Michele writes about herself:

I graduated 1985, University of South Carolina, B.A. with a concentration in fine arts. I was a professional painter’s assistant, and painted on large acrylic canvases. Today, I enjoy painting garden flowers and landscapes in acrylics and watercolors. I have worked alongside my husband as a stained glass artist for the past 30 years. We sold our custom designed jewelry boxes, jewelry pieces, and mirrors to many arts and crafts galleries (mainly east coast), and juried art shows. Once, we premiered at Bloomingdales in NYC, this was a high point-however, hard to get paid. We still show at NC Crafts Gallery in Carrboro, NC.

We recently moved to Charlotte to be closer to my mom and sister, as I am in serious need of more gardening tips and less long distance hugs.

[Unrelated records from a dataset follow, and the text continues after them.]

//! Pipelined streaming service.
//!
//! Stage one (validation, per-bin state update, sweep closure) and stage
//! two (clustering, anomaly scoring, confidence, consensus) run as separate
//! tasks. The angle state bank is shared behind a mutex; stage two only
//! takes it to store the detector verdicts of a finished sweep.

use std::sync::Arc;
use std::time::Duration;

use parking_lot::Mutex;
use tokio::sync::{mpsc, RwLock};
use tokio::task::JoinHandle;

use lidar_core::{Error, Result};

use crate::config::EnhancementConfig;
use crate::pipeline::PipelineStats;
use crate::processor::SweepProcessor;
use crate::source::SampleSource;
use crate::state_bank::{AngleBins, AngleStateBank};
use crate::summary::SweepOutput;
use crate::sweep::{ClosureReason, IngestStats, SharedSweepQueue, SweepAssembler};

/// Checks per timeout period for a stalled sweep
const TIMEOUT_CHECKS_PER_PERIOD: u32 = 4;

/// Minimum time a restart waits for the previous run to drain
const MIN_SHUTDOWN_GRACE: Duration = Duration::from_secs(2);

#[derive(Default)]
struct SharedStats {
    ingest: IngestStats,
    processed_sweeps: u64,
}

/// State owned by one `start_streaming` call
struct StreamRun {
    is_running: Arc<RwLock<bool>>,
    stats: Arc<Mutex<SharedStats>>,
    queue: Arc<SharedSweepQueue>,
    tasks: Vec<JoinHandle<()>>,
}

impl StreamRun {
    /// Wait for both stages to finish, aborting them after `grace`
    async fn join(self, grace: Duration) {
        for mut task in self.tasks {
            if tokio::time::timeout(grace, &mut task).await.is_err() {
                tracing::warn!("previous stream did not drain in time, aborting it");
                task.abort();
            }
        }
    }
}

pub struct EnhancementService {
    config: EnhancementConfig,
    output_queue_size: usize,
    run: Option<StreamRun>,
}

impl EnhancementService {
    pub fn new(config: EnhancementConfig) -> Result<Self> {
        config.validate()?;
        Ok(Self {
            config,
            output_queue_size: 64,
            run: None,
        })
    }

    pub fn with_output_queue_size(mut self, size: usize) -> Self {
        self.output_queue_size = size.max(1);
        self
    }

    /// Start both stages on `source`; sweep outputs arrive on the receiver.
    ///
    /// The receiver closes after the source ends (or [`stop`](Self::stop)
    /// is called) and the final sweep has been flushed. A stopped previous
    /// run is drained before the new one starts.
    pub async fn start_streaming<S: SampleSource + 'static>(
        &mut self,
        mut source: S,
    ) -> Result<mpsc::Receiver<SweepOutput>> {
        if self.is_running().await {
            return Err(Error::Source("service already streaming".into()));
        }
        if let Some(previous) = self.run.take() {
            let grace = MIN_SHUTDOWN_GRACE.max(Duration::from_millis(self.config.sweep_timeout_ms) * 2);
            previous.join(grace).await;
        }

        let (tx, rx) = mpsc::channel(self.output_queue_size);
        source.start().await?;
        let is_running = Arc::new(RwLock::new(true));
        let stats = Arc::new(Mutex::new(SharedStats::default()));

        let profile = self.config.sensor_profile();
        if source.profile().model != profile.model {
            tracing::warn!(
                source = ?source.profile().model,
                configured = ?profile.model,
                "source sensor differs from configuration, using configured profile"
            );
        }

        let bins = AngleBins::new(self.config.angle_bin_width_deg);
        let bank = Arc::new(Mutex::new(AngleStateBank::new(
            bins,
            profile,
            self.config.filter.clone(),
        )));
        let queue = Arc::new(SharedSweepQueue::new(self.config.queue_depth));

        tracing::info!(
            sensor = ?profile.model,
            level = ?self.config.enhancement_level,
            "enhancement stream started"
        );

        // Stage one
        let ingest = {
            let is_running = is_running.clone();
            let stats = stats.clone();
            let bank = bank.clone();
            let queue = queue.clone();
            let timeout_ms = self.config.sweep_timeout_ms;

            tokio::spawn(async move {
                let mut assembler = SweepAssembler::new(timeout_ms, bins.count());
                let mut ticker = tokio::time::interval(
                    Duration::from_millis(timeout_ms) / TIMEOUT_CHECKS_PER_PERIOD,
                );
                ticker.set_missed_tick_behavior(tokio::time::MissedTickBehavior::Delay);
                // wall-clock arrival of the latest sample
                let mut last_arrival = tokio::time::Instant::now();

                loop {
                    if !*is_running.read().await {
                        break;
                    }

                    // Ready samples always win over the stall check
                    tokio::select! {
                        biased;

                        received = source.recv() => match received {
                            Ok(sample) => {
                                last_arrival = tokio::time::Instant::now();
                                let result = assembler.ingest(sample, &mut bank.lock());
                                match result {
                                    Ok(Some(sweep)) => queue.push(sweep),
                                    Ok(None) => {}
                                    Err(e) => tracing::warn!("Rejected sample: {}", e),
                                }
                                stats.lock().ingest = assembler.stats();
                            }
                            Err(Error::StreamClosed) => break,
                            Err(e) => {
                                tracing::error!("Sample source error: {}", e);
                                break;
                            }
                        },
                        _ = ticker.tick() => {
                            let stalled = last_arrival.elapsed() >= Duration::from_millis(timeout_ms);
                            if stalled && assembler.is_open() {
                                tracing::warn!(
                                    samples = assembler.open_len(),
                                    "sensor stalled, closing open sweep"
                                );
                                let closed = assembler.close(ClosureReason::Timeout, &bank.lock());
                                if let Some(sweep) = closed {
                                    queue.push(sweep);
                                }
                                stats.lock().ingest = assembler.stats();
                            }
                        }
                    }
                }

                let closed = assembler.close(ClosureReason::Teardown, &bank.lock());
                if let Some(sweep) = closed {
                    queue.push(sweep);
                }
                stats.lock().ingest = assembler.stats();
                queue.close();

                let _ = source.stop().await;
                tracing::info!("enhancement stream input finished");
            })
        };

        // Stage two
        let analysis = {
            let config = self.config.clone();
            let stats = stats.clone();
            let is_running = is_running.clone();
            let queue = queue.clone();

            tokio::spawn(async move {
                let mut processor = SweepProcessor::new(&config);

                while let Some(sweep) = queue.next().await {
                    let processed = processor.process(sweep);
                    bank.lock().record_anomalies(&processed.anomaly_flags);
                    stats.lock().processed_sweeps += 1;

                    if tx.send(processed.output).await.is_err() {
                        break; // Receiver dropped
                    }
                }

                *is_running.write().await = false;
            })
        };

        self.run = Some(StreamRun {
            is_running,
            stats,
            queue,
            tasks: vec![ingest, analysis],
        });
        Ok(rx)
    }

    /// Request teardown; the open sweep is flushed before the stream ends
    pub async fn stop(&mut self) {
        if let Some(run) = &self.run {
            *run.is_running.write().await = false;
        }
    }

    pub async fn is_running(&self) -> bool {
        match &self.run {
            Some(run) => *run.is_running.read().await,
            None => false,
        }
    }

    /// Counters of the current (or most recent) run
    pub fn stats(&self) -> PipelineStats {
        let Some(run) = &self.run else {
            return PipelineStats::default();
        };
        let stats = run.stats.lock();
        let (dropped_sweeps, dropped_samples) = run.queue.dropped();
        PipelineStats {
            accepted_samples: stats.ingest.accepted_samples,
            rejected_samples: stats.ingest.rejected_samples,
            closed_sweeps: stats.ingest.closed_sweeps,
            timed_out_sweeps: stats.ingest.timed_out_sweeps,
            processed_sweeps: stats.processed_sweeps,
            dropped_sweeps,
            dropped_samples,
        }
    }

    pub fn config(&self) -> &EnhancementConfig {
        &self.config
    }
}
//! Published characteristics of supported rangefinders.

use serde::{Deserialize, Serialize};

/// Supported sensor models
#[derive(Debug, Clone, Copy, PartialEq, Eq, Hash, Default, Serialize, Deserialize)]
#[serde(rename_all = "snake_case")]
pub enum SensorModel {
    /// LDROBOT LD06 (DTOF, 0.1° resolution)
    #[default]
    Ld06,
    /// Slamtec RPLIDAR A1 (triangulation, 1° resolution)
    RplidarA1,
}

impl SensorModel {
    pub fn profile(&self) -> SensorProfile {
        match self {
            SensorModel::Ld06 => SensorProfile {
                model: *self,
                fov_deg: 360.0,
                angular_resolution_deg: 0.1,
                min_range_cm: 10.0,
                max_range_cm: 1200.0,
                accuracy_abs_cm: 1.0,
                accuracy_rel: 0.005,
            },
            SensorModel::RplidarA1 => SensorProfile {
                model: *self,
                fov_deg: 360.0,
                angular_resolution_deg: 1.0,
                min_range_cm: 15.0,
                max_range_cm: 1200.0,
                accuracy_abs_cm: 1.0,
                accuracy_rel: 0.01,
            },
        }
    }

    pub fn from_name(name: &str) -> Option<Self> {
        match name.to_ascii_lowercase().as_str() {
            "ld06" => Some(SensorModel::Ld06),
            "rplidar_a1" | "rplidar-a1" | "a1" => Some(SensorModel::RplidarA1),
            _ => None,
        }
    }
}

/// Static sensor description used for noise models and range checks
#[derive(Debug, Clone, Copy, PartialEq, Serialize, Deserialize)]
pub struct SensorProfile {
    pub model: SensorModel,
    pub fov_deg: f64,
    pub angular_resolution_deg: f64,
    pub min_range_cm: f64,
    pub max_range_cm: f64,
    /// Absolute accuracy floor
    pub accuracy_abs_cm: f64,
    /// Accuracy as a fraction of range
    pub accuracy_rel: f64,
}

impl Default for SensorProfile {
    fn default() -> Self {
        SensorModel::default().profile()
    }
}

impl SensorProfile {
    /// One-sigma measurement error at `distance`
    pub fn accuracy_at(&self, distance: f64) -> f64 {
        self.accuracy_abs_cm.max(self.accuracy_rel * distance.abs())
    }

    /// Measurement noise variance at `distance`
    pub fn noise_variance(&self, distance: f64) -> f64 {
        self.accuracy_at(distance).powi(2)
    }

    pub fn in_range(&self, distance: f64) -> bool {
        distance >= self.min_range_cm && distance <= self.max_range_cm
    }

    /// Number of distinct bearings per revolution
    pub fn points_per_revolution(&self) -> usize {
        (self.fov_deg / self.angular_resolution_deg).round() as usize
    }
}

We have moved many times over our 30+ years, shifting and shuffling artwork, various collections, photos, and a few precious boxes of sentimental ephemera. This colorful baggage energizes my memories and the stories I tell myself and sometimes others! I still have my early childhood diaries and later journals. Also, I have one loosely written cowboy story, and some ‘story songs.’  I hope one day to attend some writer workshops and get better at this writing thing!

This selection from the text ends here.